» Instructions to follow
Your answer should be one number: the count of lines in the data below that include "NdArray".

Saved entries
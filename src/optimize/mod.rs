//! Optimizing the scene parameters.

pub mod adam;
pub mod learning_rate;

pub use crate::{error::Error, scene::gaussian_3d::Gaussian3dScene};
pub use adam::*;
pub use burn::{
    config::Config,
    module::Param,
    record::Record,
    tensor::{
        backend::{AutodiffBackend, Backend},
        Int, Tensor, TensorData,
    },
};
pub use learning_rate::*;

/// A group of parameters optimized independently.
#[derive(Clone, Copy, Debug, Eq, Hash, PartialEq)]
pub enum ParamGroup {
    ColorsShDc,
    ColorsShRest,
    Opacities,
    Positions,
    Rotations,
    Scalings,
}

/// The optimizer of one parameter group.
#[derive(Clone, Debug)]
pub struct ParamGroupOptimizer<AB: AutodiffBackend> {
    pub group: ParamGroup,
    /// The gradient accumulated since the last zeroing.
    pub grad: Option<Tensor<AB::InnerBackend, 2>>,
    pub learning_rate: LearningRate,
    pub optimizer: Adam<AB::InnerBackend, 2>,
}

/// The optimizers of all parameter groups.
#[derive(Clone, Debug)]
pub struct Gaussian3dOptimizer<AB: AutodiffBackend> {
    pub groups: Vec<ParamGroupOptimizer<AB>>,
}

#[derive(Config, Copy, Debug, PartialEq)]
pub struct Gaussian3dOptimizerConfig {
    #[config(default = "AdamConfig::new()")]
    pub adam: AdamConfig,

    #[config(default = "LearningRateConfig::new(2.5e-3)")]
    pub learning_rate_colors_sh_dc: LearningRateConfig,

    #[config(default = "LearningRateConfig::new(1.25e-4)")]
    pub learning_rate_colors_sh_rest: LearningRateConfig,

    #[config(default = "LearningRateConfig::new(5e-2)")]
    pub learning_rate_opacities: LearningRateConfig,

    #[config(default = "LearningRateConfig::new(1.6e-4).with_end(Some(1.6e-6))")]
    pub learning_rate_positions: LearningRateConfig,

    #[config(default = "LearningRateConfig::new(1e-3)")]
    pub learning_rate_rotations: LearningRateConfig,

    #[config(default = "LearningRateConfig::new(5e-3)")]
    pub learning_rate_scalings: LearningRateConfig,
}

impl ParamGroup {
    pub const ALL: [Self; 6] = [
        Self::Positions,
        Self::Scalings,
        Self::Rotations,
        Self::ColorsShDc,
        Self::ColorsShRest,
        Self::Opacities,
    ];

    /// The parameter of the group in `scene`.
    #[inline]
    pub fn param<'s, B: Backend>(
        &self,
        scene: &'s Gaussian3dScene<B>,
    ) -> &'s Param<Tensor<B, 2>> {
        match self {
            Self::ColorsShDc => &scene.colors_sh_dc,
            Self::ColorsShRest => &scene.colors_sh_rest,
            Self::Opacities => &scene.opacities,
            Self::Positions => &scene.positions,
            Self::Rotations => &scene.rotations,
            Self::Scalings => &scene.scalings,
        }
    }

    /// Setting the inner value of the group in `scene`.
    #[inline]
    pub fn set_inner<'s, B: Backend>(
        &self,
        scene: &'s mut Gaussian3dScene<B>,
        value: Tensor<B, 2>,
    ) -> &'s mut Gaussian3dScene<B> {
        match self {
            Self::ColorsShDc => scene.set_inner_colors_sh_dc(value),
            Self::ColorsShRest => scene.set_inner_colors_sh_rest(value),
            Self::Opacities => scene.set_inner_opacities(value),
            Self::Positions => scene.set_inner_positions(value),
            Self::Rotations => scene.set_inner_rotations(value),
            Self::Scalings => scene.set_inner_scalings(value),
        }
    }
}

impl Gaussian3dOptimizerConfig {
    pub fn init<AB: AutodiffBackend>(&self) -> Gaussian3dOptimizer<AB> {
        let groups = ParamGroup::ALL
            .into_iter()
            .map(|group| ParamGroupOptimizer {
                group,
                grad: None,
                learning_rate: self.learning_rate(group).init(),
                optimizer: self.adam.init(),
            })
            .collect();

        Gaussian3dOptimizer { groups }
    }

    /// The learning rate config of the group.
    pub fn learning_rate(
        &self,
        group: ParamGroup,
    ) -> &LearningRateConfig {
        match group {
            ParamGroup::ColorsShDc => &self.learning_rate_colors_sh_dc,
            ParamGroup::ColorsShRest => &self.learning_rate_colors_sh_rest,
            ParamGroup::Opacities => &self.learning_rate_opacities,
            ParamGroup::Positions => &self.learning_rate_positions,
            ParamGroup::Rotations => &self.learning_rate_rotations,
            ParamGroup::Scalings => &self.learning_rate_scalings,
        }
    }
}

impl<AB: AutodiffBackend> Gaussian3dOptimizer<AB> {
    /// Clearing the accumulated gradients of all groups.
    pub fn zero_grad(&mut self) -> &mut Self {
        self.groups.iter_mut().for_each(|group| {
            group.grad = None;
        });
        self
    }

    /// Moving the gradients of all groups out of `grads`.
    pub fn accumulate(
        &mut self,
        scene: &Gaussian3dScene<AB>,
        grads: &mut AB::Gradients,
    ) -> &mut Self {
        self.groups.iter_mut().for_each(|group| {
            if let Some(grad) = group.group.param(scene).grad_remove(grads) {
                group.grad = Some(match group.grad.take() {
                    Some(grad_accumulated) => grad_accumulated.add(grad),
                    None => grad,
                });
            }
        });
        self
    }

    /// Updating all groups with their own gradients.
    ///
    /// A group without gradient keeps its values.
    pub fn step(
        &mut self,
        scene: &mut Gaussian3dScene<AB>,
    ) -> Result<&mut Self, Error> {
        #[cfg(debug_assertions)]
        log::debug!(target: "gausplat::trainer::optimize", "step");

        for group in self.groups.iter_mut() {
            if let Some(grad) = group.grad.take() {
                let value = group.group.param(scene).val().inner();
                let value = group.optimizer.update(*group.learning_rate, value, grad)?;
                group
                    .group
                    .set_inner(scene, Tensor::from_inner(value).require_grad());
            }
            group.learning_rate.update();
        }

        Ok(self)
    }

    /// Remapping the states of all groups to the mutated points.
    ///
    /// The accumulated gradients are cleared.
    pub fn commit(
        &mut self,
        retained: Tensor<AB::InnerBackend, 1, Int>,
        appended_count: usize,
    ) -> &mut Self {
        self.groups.iter_mut().for_each(|group| {
            group.grad = None;
            group.optimizer.commit(retained.to_owned(), appended_count);
        });
        self
    }

    /// The group optimizer of `group`.
    pub fn group(
        &self,
        group: ParamGroup,
    ) -> Option<&ParamGroupOptimizer<AB>> {
        self.groups.iter().find(|g| g.group == group)
    }
}

impl<AB: AutodiffBackend> Default for Gaussian3dOptimizer<AB> {
    #[inline]
    fn default() -> Self {
        Gaussian3dOptimizerConfig::default().init()
    }
}

impl Default for Gaussian3dOptimizerConfig {
    #[inline]
    fn default() -> Self {
        Self::new()
    }
}

#[cfg(test)]
mod tests {
    use super::*;
    use crate::scene::gaussian_3d::Gaussian3dSceneConfig;
    use burn::backend::{Autodiff, NdArray};

    type AB = Autodiff<NdArray>;

    #[test]
    fn default_learning_rates() {
        let optimizer = Gaussian3dOptimizer::<AB>::default();
        assert_eq!(optimizer.groups.len(), 6);

        let rates = ParamGroup::ALL.map(|group| {
            *optimizer.group(group).unwrap().learning_rate
        });
        assert_eq!(rates, [1.6e-4, 5e-3, 1e-3, 2.5e-3, 1.25e-4, 5e-2]);
    }

    #[test]
    fn step_updates_each_group_independently() {
        let device = Default::default();
        let mut scene = Gaussian3dScene::<AB>::from(Gaussian3dSceneConfig::random(
            device, 4, 1.0, 0x3D,
        ));
        let mut optimizer = Gaussian3dOptimizer::<AB>::default();
        let positions = scene.positions.val().inner();
        let scalings = scene.scalings.val().inner();
        let opacities = scene.opacities.val().inner();

        // Only positions and scalings contribute to the loss.
        let loss = scene.positions.val().sum() + scene.scalings.val().sum().mul_scalar(-1.0);
        let mut grads = loss.backward();

        optimizer.zero_grad().accumulate(&scene, &mut grads).step(&mut scene).unwrap();

        // The first Adam step moves by the learning rate against the gradient sign.
        let target = positions.sub_scalar(1.6e-4);
        scene
            .positions
            .val()
            .inner()
            .into_data()
            .assert_approx_eq(&target.into_data(), 6);
        let target = scalings.add_scalar(5e-3);
        scene
            .scalings
            .val()
            .inner()
            .into_data()
            .assert_approx_eq(&target.into_data(), 6);
        scene
            .opacities
            .val()
            .inner()
            .into_data()
            .assert_approx_eq(&opacities.into_data(), 6);

        let group = optimizer.group(ParamGroup::Opacities).unwrap();
        assert!(group.optimizer.record.is_none());
        let group = optimizer.group(ParamGroup::Positions).unwrap();
        assert!(group.optimizer.record.is_some());
        assert!(*group.learning_rate < 1.6e-4);
    }

    #[test]
    fn zero_grad_clears_gradients() {
        let device = Default::default();
        let mut scene = Gaussian3dScene::<AB>::from(Gaussian3dSceneConfig::random(
            device, 2, 1.0, 0x3D,
        ));
        let mut optimizer = Gaussian3dOptimizer::<AB>::default();
        let positions = scene.positions.val().inner();

        let mut grads = scene.positions.val().sum().backward();
        optimizer.accumulate(&scene, &mut grads).zero_grad().step(&mut scene).unwrap();

        scene
            .positions
            .val()
            .inner()
            .into_data()
            .assert_approx_eq(&positions.into_data(), 6);
        assert!(optimizer.groups.iter().all(|group| group.grad.is_none()));
    }

    #[test]
    fn commit_remaps_all_groups() {
        let device = Default::default();
        let mut scene = Gaussian3dScene::<AB>::from(Gaussian3dSceneConfig::random(
            device, 3, 1.0, 0x3D,
        ));
        let mut optimizer = Gaussian3dOptimizer::<AB>::default();

        let loss = scene.positions.val().sum()
            + scene.scalings.val().sum()
            + scene.rotations.val().sum()
            + scene.opacities.val().sum()
            + scene.colors_sh_dc.val().sum()
            + scene.colors_sh_rest.val().sum();
        let mut grads = loss.backward();
        optimizer.accumulate(&scene, &mut grads).step(&mut scene).unwrap();

        optimizer.commit(Tensor::from_ints([1], &device), 2);

        optimizer.groups.iter().for_each(|group| {
            let record = group.optimizer.record.as_ref().unwrap();
            assert_eq!(record.moment_1.dims()[0], 3, "{:?}", group.group);
            assert_eq!(record.moment_2.dims()[0], 3, "{:?}", group.group);
        });
    }
}
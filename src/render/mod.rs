pub mod camera;
pub mod gaussian_3d;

» Your solution
2